Los contratos otorgados por el Senado se distribuyen de la siguiente manera: 220 mil pesos entre mayo y junio de 2025; otros 220 mil pesos entre julio y agosto de ese mismo año; 320 mil pesos entre septiembre y diciembre de 2025; y finalmente 480 mil pesos entre enero y junio de 2026. Todos los documentos fueron firmados por áreas administrativas de la Cámara Alta y forman parte de los registros oficiales de contratación por honorarios.
La controversia se intensificó cuando diversas publicaciones y usuarios en redes sociales señalaron el parentesco entre Emiliano González y el senador Fernández Noroña, un vínculo familiar que hasta ahora no había sido ampliamente conocido por la opinión pública. Aunque no se ha señalado al legislador por ninguna irregularidad administrativa o legal en relación con estos contratos, críticos y opositores han cuestionado la posible existencia de un conflicto de interés debido a la relación familiar y los montos asignados.
Este caso se suma a otro que involucra a la familia del senador, pues su otro hijo, Kin Yael Villafaña Morán, ocupa un cargo en la Comisión Federal de Electricidad con un salario superior a los 100 mil pesos mensuales, según información de transparencia difundida con anterioridad.

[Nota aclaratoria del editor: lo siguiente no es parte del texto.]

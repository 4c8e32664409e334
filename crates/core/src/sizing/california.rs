//! California Method sizing
//!
//! Two numerically distinct routes to a size, kept apart on purpose:
//!
//! 1. **Table lookup** ([`size_by_california_table`]): read the fine table at
//!    the first width row and depth column whose thresholds are ≥ the
//!    measured values.
//! 2. **Area variant** ([`required_area`] + [`size_for_area`]): three times the
//!    bankfull cross-section, rounded *up* to the next standard size. This is
//!    the route the adjustment pipeline builds on.
//!
//! The coarse display table has its own lookup, [`size_by_coarse_table`].

use serde::{Deserialize, Serialize};
use tracing::debug;

use crate::core_types::units::{Meters, Millimeters, SquareMeters};
use crate::tables::{
    PipeShape, StandardSize, TableCell, CALIFORNIA_TABLE, COARSE_DEPTH_BANDS_MM, COARSE_TABLE,
    COARSE_WIDTH_BANDS_MM, DEPTH_COLUMNS, DEPTH_THRESHOLDS_MM,
};

/// Multiple of the bankfull area a California Method culvert must provide
pub const CALIFORNIA_AREA_FACTOR: f64 = 3.0;

/// Slack (mm) when matching a measurement against a threshold. Averaged
/// readings carry float rounding orders of magnitude below field precision.
const THRESHOLD_TOLERANCE_MM: f64 = 1e-6;

/// Index of the first threshold (mm) that is ≥ the measurement (m).
///
/// Thresholds are inclusive bounds; the measurement is never rounded.
fn first_threshold_at_least(thresholds_mm: &[u32], measurement: Meters) -> Option<usize> {
    let measurement_mm = *measurement * 1000.0;
    thresholds_mm
        .iter()
        .position(|&threshold| f64::from(threshold) >= measurement_mm - THRESHOLD_TOLERANCE_MM)
}

/// Size read from the fine table
#[derive(Debug, Clone, Copy, PartialEq, Eq, Serialize, Deserialize)]
#[serde(rename_all = "SCREAMING_SNAKE_CASE")]
pub enum TableSize {
    /// Nominal round-pipe diameter
    Size(Millimeters),
    /// Beyond a single culvert; a bridge or engineered structure is needed
    BridgeRequired,
}

/// Outcome of a fine-table lookup
#[derive(Debug, Clone, PartialEq, Serialize, Deserialize)]
pub struct CaliforniaTableResult {
    pub size: TableSize,
    /// Width row used, if the width was inside the table
    pub width_row_mm: Option<u32>,
    /// Depth column used, if a row was found
    pub depth_column_mm: Option<u32>,
    /// Explanation of how the cell was chosen
    pub note: String,
}

impl CaliforniaTableResult {
    pub fn is_bridge_required(&self) -> bool {
        self.size == TableSize::BridgeRequired
    }
}

/// Look up the fine California Method table.
///
/// Expects validated (finite, positive) measurements.
///
/// - Width beyond the last row: [`TableSize::BridgeRequired`]
/// - Depth beyond the last column: the deepest column is used
/// - A bridge cell: [`TableSize::BridgeRequired`]
///
/// # Example
/// ```
/// use culvert_core::core_types::units::{Meters, Millimeters};
/// use culvert_core::sizing::california::{size_by_california_table, TableSize};
///
/// let result = size_by_california_table(Meters::new(2.0), Meters::new(0.4));
/// assert_eq!(result.size, TableSize::Size(Millimeters::new(1700)));
///
/// let wide = size_by_california_table(Meters::new(5.2), Meters::new(0.2));
/// assert_eq!(wide.size, TableSize::BridgeRequired);
/// ```
pub fn size_by_california_table(width: Meters, depth: Meters) -> CaliforniaTableResult {
    let row_thresholds: Vec<u32> = CALIFORNIA_TABLE
        .iter()
        .map(|row| row.width_threshold_mm)
        .collect();

    let Some(row_index) = first_threshold_at_least(&row_thresholds, width) else {
        debug!("California table: width {} beyond table, bridge required", width);
        return CaliforniaTableResult {
            size: TableSize::BridgeRequired,
            width_row_mm: None,
            depth_column_mm: None,
            note: format!(
                "Channel width {} exceeds the {:.1} m table limit; consider a bridge or consult an engineer",
                width,
                f64::from(row_thresholds[row_thresholds.len() - 1]) / 1000.0
            ),
        };
    };
    let row = &CALIFORNIA_TABLE[row_index];

    let (column_index, depth_clamped) = match first_threshold_at_least(&DEPTH_THRESHOLDS_MM, depth)
    {
        Some(index) => (index, false),
        None => (DEPTH_COLUMNS - 1, true),
    };
    let column_mm = DEPTH_THRESHOLDS_MM[column_index];

    let (size, note) = match row.cells[column_index] {
        TableCell::Size(mm) => {
            let mut note = format!(
                "Width row ≤ {:.1} m, depth column ≤ {:.2} m",
                f64::from(row.width_threshold_mm) / 1000.0,
                f64::from(column_mm) / 1000.0
            );
            if depth_clamped {
                note.push_str(&format!(
                    "; depth {} exceeds the table, deepest column used",
                    depth
                ));
            }
            (TableSize::Size(Millimeters::new(mm)), note)
        }
        TableCell::Bridge => (
            TableSize::BridgeRequired,
            format!(
                "Table calls for a bridge at {} wide by {} deep; consult an engineer",
                width, depth
            ),
        ),
    };

    debug!(
        "California table: width={} depth={} -> row {}mm col {}mm -> {:?}",
        width, depth, row.width_threshold_mm, column_mm, size
    );

    CaliforniaTableResult {
        size,
        width_row_mm: Some(row.width_threshold_mm),
        depth_column_mm: Some(column_mm),
        note,
    }
}

/// Outcome of a coarse-table lookup
#[derive(Debug, Clone, Copy, PartialEq, Serialize, Deserialize)]
pub struct CoarseTableResult {
    pub size: Millimeters,
    pub width_band_mm: u32,
    pub depth_band_mm: u32,
    /// A measurement lay beyond the last band and was clamped to it
    pub beyond_table: bool,
}

/// Look up the coarse display table.
///
/// Same inclusive-threshold rule as the fine table, but measurements beyond
/// the last band clamp to it instead of calling for a bridge.
pub fn size_by_coarse_table(width: Meters, depth: Meters) -> CoarseTableResult {
    let width_index = first_threshold_at_least(&COARSE_WIDTH_BANDS_MM, width);
    let depth_index = first_threshold_at_least(&COARSE_DEPTH_BANDS_MM, depth);
    let beyond_table = width_index.is_none() || depth_index.is_none();
    let width_index = width_index.unwrap_or(COARSE_WIDTH_BANDS_MM.len() - 1);
    let depth_index = depth_index.unwrap_or(COARSE_DEPTH_BANDS_MM.len() - 1);

    CoarseTableResult {
        size: Millimeters::new(COARSE_TABLE[width_index][depth_index]),
        width_band_mm: COARSE_WIDTH_BANDS_MM[width_index],
        depth_band_mm: COARSE_DEPTH_BANDS_MM[depth_index],
        beyond_table,
    }
}

/// California Method required waterway area: three times the bankfull area.
pub fn required_area(cross_sectional_area: SquareMeters) -> SquareMeters {
    cross_sectional_area * CALIFORNIA_AREA_FACTOR
}

/// A standard size chosen to provide a required area
#[derive(Debug, Clone, Copy, PartialEq, Serialize, Deserialize)]
pub struct AreaSizing {
    pub size: StandardSize,
    /// The required area is larger than the biggest size on the ladder; `size`
    /// is that biggest size
    pub exceeds_ladder: bool,
}

/// Smallest standard size of `shape` whose waterway area is ≥ `area`.
///
/// Always rounds up. Past the end of the ladder the largest size is returned
/// with `exceeds_ladder` set.
pub fn size_for_area(shape: PipeShape, area: SquareMeters) -> AreaSizing {
    match shape
        .standard_sizes()
        .iter()
        .find(|size| size.area() >= area)
    {
        Some(size) => AreaSizing {
            size: *size,
            exceeds_ladder: false,
        },
        None => AreaSizing {
            size: shape.largest_size(),
            exceeds_ladder: true,
        },
    }
}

Fernández Noroña ha defendido públicamente el trabajo de su hijo y ha rechazado cualquier acusación de favoritismo.
La revelación ha desatado un intenso debate en redes sociales sobre nepotismo, transparencia y el uso adecuado de los recursos públicos, especialmente porque Fernández Noroña ha sido una de las voces más críticas contra los privilegios y la corrupción en la política mexicana. Este episodio invita a reflexionar sobre la importancia de la ética y la responsabilidad en el servicio público, valores que las familias poblanas de abolengo siempre han defendido con firmeza.